Partly in response to this dilemma and partly as a result of work that has been in progress, the Massachusetts Technology Collaborative began holding virtual Cybersecurity Incident Response Planning Workshops for every city and town in the state, with the first one held for the Northeast Homeland Security Regional Advisory Council toward the end of July.

The workshops aim to have cities and towns create or update their cybersecurity response plans, with followup workshops scheduled for the fall.

Stephanie Helm, a retired Navy captain and the director of the Massachusetts Cybersecurity Center at Massachusetts Technology Collaborative, and Candy Alexander, who works part-time as chief information security officer for Haverhill, recently spoke about how cities and towns can keep from getting hacked.

In recent years, Helm said a big threat from cyberhackers has been ransomware attacks, which involve paying a hacker to unlock data they've obtained and encrypted.

"So, municipalities have really become kind of a target for these hackers to go after," Helm said.

As part of a cybersecurity resiliency working group, they dedicated a working group on municipality cybersecurity so that cities and towns could better resist such attacks and recover from them. The workshops were designed to help cities come up with response plans.

"And then the COVID hit and there was some discussion about whether or not we should do the workshops at all," Helm said.

But what they found was hackers were focusing on municipalities and using terminology for COVID-19 and the pandemic to get users to click on bad links containing malware. They decided to hold the workshops virtually.

"Even though ... cities and towns were stressed trying to respond to the health crisis, this cybercrisis was still continuing," she said.

Like many organizations, cities and towns were left scrambling. Their first priority was to make sure people could work remotely, and then figure out the security threats.

Cousens said there is no foolproof network protection, so they depend on a layered approach, called "security fabric", which involves different components of cybersecurity being interwoven.

That takes the form of a firewall, a dedicated computer hardware appliance that sits in between an internal network and the Internet that aims to let in the good traffic and keep out the bad.

The firewall integrates with security programs, such as antivirus software, on employees' devices. Security Information and Event Management software can also alert the town's IT staff to anomalies on the network.

In Danvers, the shift to working from home meant town employees needed outside access to data that had been protected inside the town's network. The town had to be careful about the use of personal devices, which were checked to make sure they were patched and had the correct antivirus software on them.

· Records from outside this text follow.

//! Pricing integration tests
//!
//! Quotes computed through the public API against the default and custom
//! pricing tables.

#[cfg(test)]
mod tests {
    use crate::common::assertions::assert_money;
    use mailbox_quote::config::{NamedPackage, PriceTier, PricingConfig};
    use mailbox_quote::core::pricing::{
        CustomerStatus, PricingEngine, PricingError, QuoteRequest, TierSelector,
        check_package_consistency, compute_quote,
    };
    use rust_decimal::Decimal;

    // ==================== Documented Scenarios ====================

    #[test]
    fn test_fifty_mailboxes_new_customer() {
        let quote = compute_quote(50, TierSelector::Custom, CustomerStatus::New).unwrap();
        assert_eq!(quote.tier_name, "Growth");
        assert_money(quote.price_per_mailbox, 280);
        assert_money(quote.monthly_cost, 14000);
        assert_money(quote.setup_fee, 2499);
        assert_money(quote.total_due, 16499);
    }

    #[test]
    fn test_hundred_mailboxes_existing_customer() {
        let quote = compute_quote(100, TierSelector::Custom, CustomerStatus::Existing).unwrap();
        assert_eq!(quote.tier_name, "Scale");
        assert_money(quote.monthly_cost, 25000);
        assert_money(quote.setup_fee, 0);
        assert_money(quote.total_due, 25000);
        assert_money(quote.annual_cost(), 300000);
    }

    // ==================== Tier Boundaries ====================

    #[test]
    fn test_tier_boundaries() {
        let cases = [
            (1, "Starter", 300),
            (29, "Starter", 8700),
            (30, "Growth", 8400),
            (99, "Growth", 27720),
            (100, "Scale", 25000),
            (10_000, "Scale", 2_500_000),
        ];

        for (count, tier, monthly_cents) in cases {
            let quote = compute_quote(count, TierSelector::Custom, CustomerStatus::Existing)
                .unwrap_or_else(|e| panic!("{} mailboxes failed: {}", count, e));
            assert_eq!(quote.tier_name, tier, "tier for {}", count);
            assert_money(quote.monthly_cost, monthly_cents);
        }
    }

    #[test]
    fn test_moving_into_higher_tier_can_lower_the_bill() {
        // Whole-order tier pricing: 30 mailboxes cost less than 29
        let below = compute_quote(29, TierSelector::Custom, CustomerStatus::New).unwrap();
        let above = compute_quote(30, TierSelector::Custom, CustomerStatus::New).unwrap();
        assert!(above.monthly_cost < below.monthly_cost);
    }

    // ==================== Packages ====================

    #[test]
    fn test_packages_match_formula() {
        for name in ["Starter", "Growth", "Scale"] {
            let package = compute_quote(0, TierSelector::package(name), CustomerStatus::New);
            // A zero count alongside a package is rejected, not ignored
            assert!(package.is_err());

            let engine = PricingEngine::default();
            let quote = engine
                .compute_quote(&QuoteRequest::package(name, CustomerStatus::New))
                .unwrap();
            let formula = engine
                .compute_quote(&QuoteRequest::custom(quote.mailbox_count, CustomerStatus::New))
                .unwrap();
            assert_eq!(quote.monthly_cost, formula.monthly_cost, "package {}", name);
            assert_eq!(quote.total_due, formula.total_due);
        }
    }

    #[test]
    fn test_package_selector_is_case_insensitive() {
        let engine = PricingEngine::default();
        let quote = engine
            .compute_quote(&QuoteRequest::package("  sCaLe ", CustomerStatus::Existing))
            .unwrap();
        assert_eq!(quote.package.as_deref(), Some("Scale"));
        assert_eq!(quote.mailbox_count, 100);
    }

    #[test]
    fn test_unknown_package() {
        let result = compute_quote(10, TierSelector::package("Enterprise"), CustomerStatus::New);
        assert_eq!(
            result.unwrap_err(),
            PricingError::UnknownPackage("Enterprise".to_string())
        );
    }

    // ==================== Rejected Inputs ====================

    #[test]
    fn test_rejected_counts() {
        assert_eq!(
            compute_quote(0, TierSelector::Custom, CustomerStatus::New).unwrap_err(),
            PricingError::InvalidMailboxCount(0)
        );
        assert!(matches!(
            compute_quote(10_001, TierSelector::Custom, CustomerStatus::New).unwrap_err(),
            PricingError::MailboxLimitExceeded {
                requested: 10_001,
                max: 10_000
            }
        ));
    }

    #[test]
    fn test_missing_count_for_custom() {
        let engine = PricingEngine::default();
        let request = QuoteRequest {
            mailbox_count: None,
            package: TierSelector::Custom,
            customer_status: CustomerStatus::New,
        };
        assert_eq!(
            engine.compute_quote(&request).unwrap_err(),
            PricingError::MissingMailboxCount
        );
    }

    // ==================== Custom Tables ====================

    #[test]
    fn test_custom_table() {
        let pricing = PricingConfig {
            tiers: vec![
                PriceTier::new("Small", 1, Decimal::new(400, 2)),
                PriceTier::new("Large", 10, Decimal::new(350, 2)),
            ],
            packages: vec![NamedPackage::new("Ten", 10, Decimal::new(3500, 2))],
            setup_fee: Decimal::new(1000, 2),
            ..Default::default()
        };
        let engine = PricingEngine::new(pricing).unwrap();

        let quote = engine
            .compute_quote(&QuoteRequest::custom(9, CustomerStatus::New))
            .unwrap();
        assert_eq!(quote.tier_name, "Small");
        assert_money(quote.total_due, 4600);

        let quote = engine
            .compute_quote(&QuoteRequest::package("ten", CustomerStatus::New))
            .unwrap();
        assert_money(quote.total_due, 4500);
    }

    #[test]
    fn test_drifting_package_is_reported() {
        let pricing = PricingConfig {
            packages: vec![NamedPackage::new("Growth", 30, Decimal::new(7800, 2))],
            ..Default::default()
        };

        let drifts = check_package_consistency(&pricing);
        assert_eq!(drifts.len(), 1);
        assert_eq!(drifts[0].package, "Growth");
        assert_eq!(drifts[0].formula_price, Some(Decimal::new(8400, 2)));

        // Rejected unless discounts are allowed
        assert!(PricingEngine::new(pricing.clone()).is_err());
        let allowed = PricingConfig {
            allow_package_discounts: true,
            ..pricing
        };
        assert!(PricingEngine::new(allowed).is_ok());
    }

    #[test]
    fn test_display_strings() {
        let quote = compute_quote(7, TierSelector::Custom, CustomerStatus::New).unwrap();
        let display = quote.display();
        assert_eq!(display.price_per_mailbox, "$3.00");
        assert_eq!(display.monthly_cost, "$21.00");
        assert_eq!(display.setup_fee, "$24.99");
        assert_eq!(display.total_due, "$45.99");
        assert_eq!(display.annual_cost, "$252.00");
    }
}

"The COVID response ... created a different IT architecture than what the town designed," Helm said of what communities faced with employees using their own computers or printers, not government-issued equipment, at home.

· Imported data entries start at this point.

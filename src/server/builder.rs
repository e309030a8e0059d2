//! Server builder and run_server function
//!
//! This module provides the ServerBuilder for easier server configuration
//! and the run_server function for automatic configuration loading.

use crate::config::Config;
use crate::server::server::HttpServer;
use crate::server::state::AppState;
use crate::services::quote::Notifier;
use crate::utils::error::{Result, ServiceError};
use std::path::Path;
use std::sync::Arc;
use tracing::info;

/// Server builder for easier configuration
#[derive(Default)]
pub struct ServerBuilder {
    config: Option<Config>,
    notifier: Option<Arc<dyn Notifier>>,
}

impl ServerBuilder {
    /// Create a new server builder
    pub fn new() -> Self {
        Self::default()
    }

    /// Set configuration
    pub fn with_config(mut self, config: Config) -> Self {
        self.config = Some(config);
        self
    }

    /// Replace the notifier selected by configuration
    pub fn with_notifier(mut self, notifier: Arc<dyn Notifier>) -> Self {
        self.notifier = Some(notifier);
        self
    }

    /// Build the HTTP server
    pub fn build(self) -> Result<HttpServer> {
        let config = self
            .config
            .ok_or_else(|| ServiceError::Config("Configuration is required".to_string()))?;

        let state = match self.notifier {
            Some(notifier) => AppState::with_notifier(config, notifier)?,
            None => AppState::new(config)?,
        };
        Ok(HttpServer::with_state(state))
    }
}

/// Load configuration from `config_path` and serve until shutdown
pub async fn run_server<P: AsRef<Path>>(config_path: P) -> Result<()> {
    let config = Config::load(config_path).await?;
    run_with_config(config).await
}

/// Serve with an already loaded configuration
pub async fn run_with_config(config: Config) -> Result<()> {
    info!("Starting mailbox quote service v{}", crate::VERSION);

    let server = ServerBuilder::new().with_config(config).build()?;
    let pricing = server.state().engine.config();
    info!(
        tiers = pricing.tiers.len(),
        packages = pricing.packages.len(),
        currency = %pricing.currency,
        "Pricing table loaded"
    );
    info!("API endpoints:");
    info!("   GET  /health");
    info!("   GET  /api/v1/pricing/tiers");
    info!("   GET  /api/v1/pricing/packages");
    info!("   GET  /api/v1/pricing/quote");
    info!("   POST /api/v1/pricing/quote");
    info!("   POST /api/v1/orders");
    info!("   POST /api/v1/contact");

    server.start().await
}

"So all of that does present a challenge for the security person to try and address," she said.

Alexander said employees need to pay close attention to their emails.

"If you get an email from somebody you don't know, be very cautious, and when you open that email, don't click on anything," Alexander said.

Cousens said Danvers recently won a grant from the state to offer an online education platform containing four cybersecurity modules to help workers spot an attack.

In the end, the network still has to be available so people can do their work remotely, Cousens said.

"That's a huge piece of it, a major piece of it. There are only so many things you can block, you still need people to do work."

©2020 The Salem News, Distributed by Tribune Content Agency, LLC.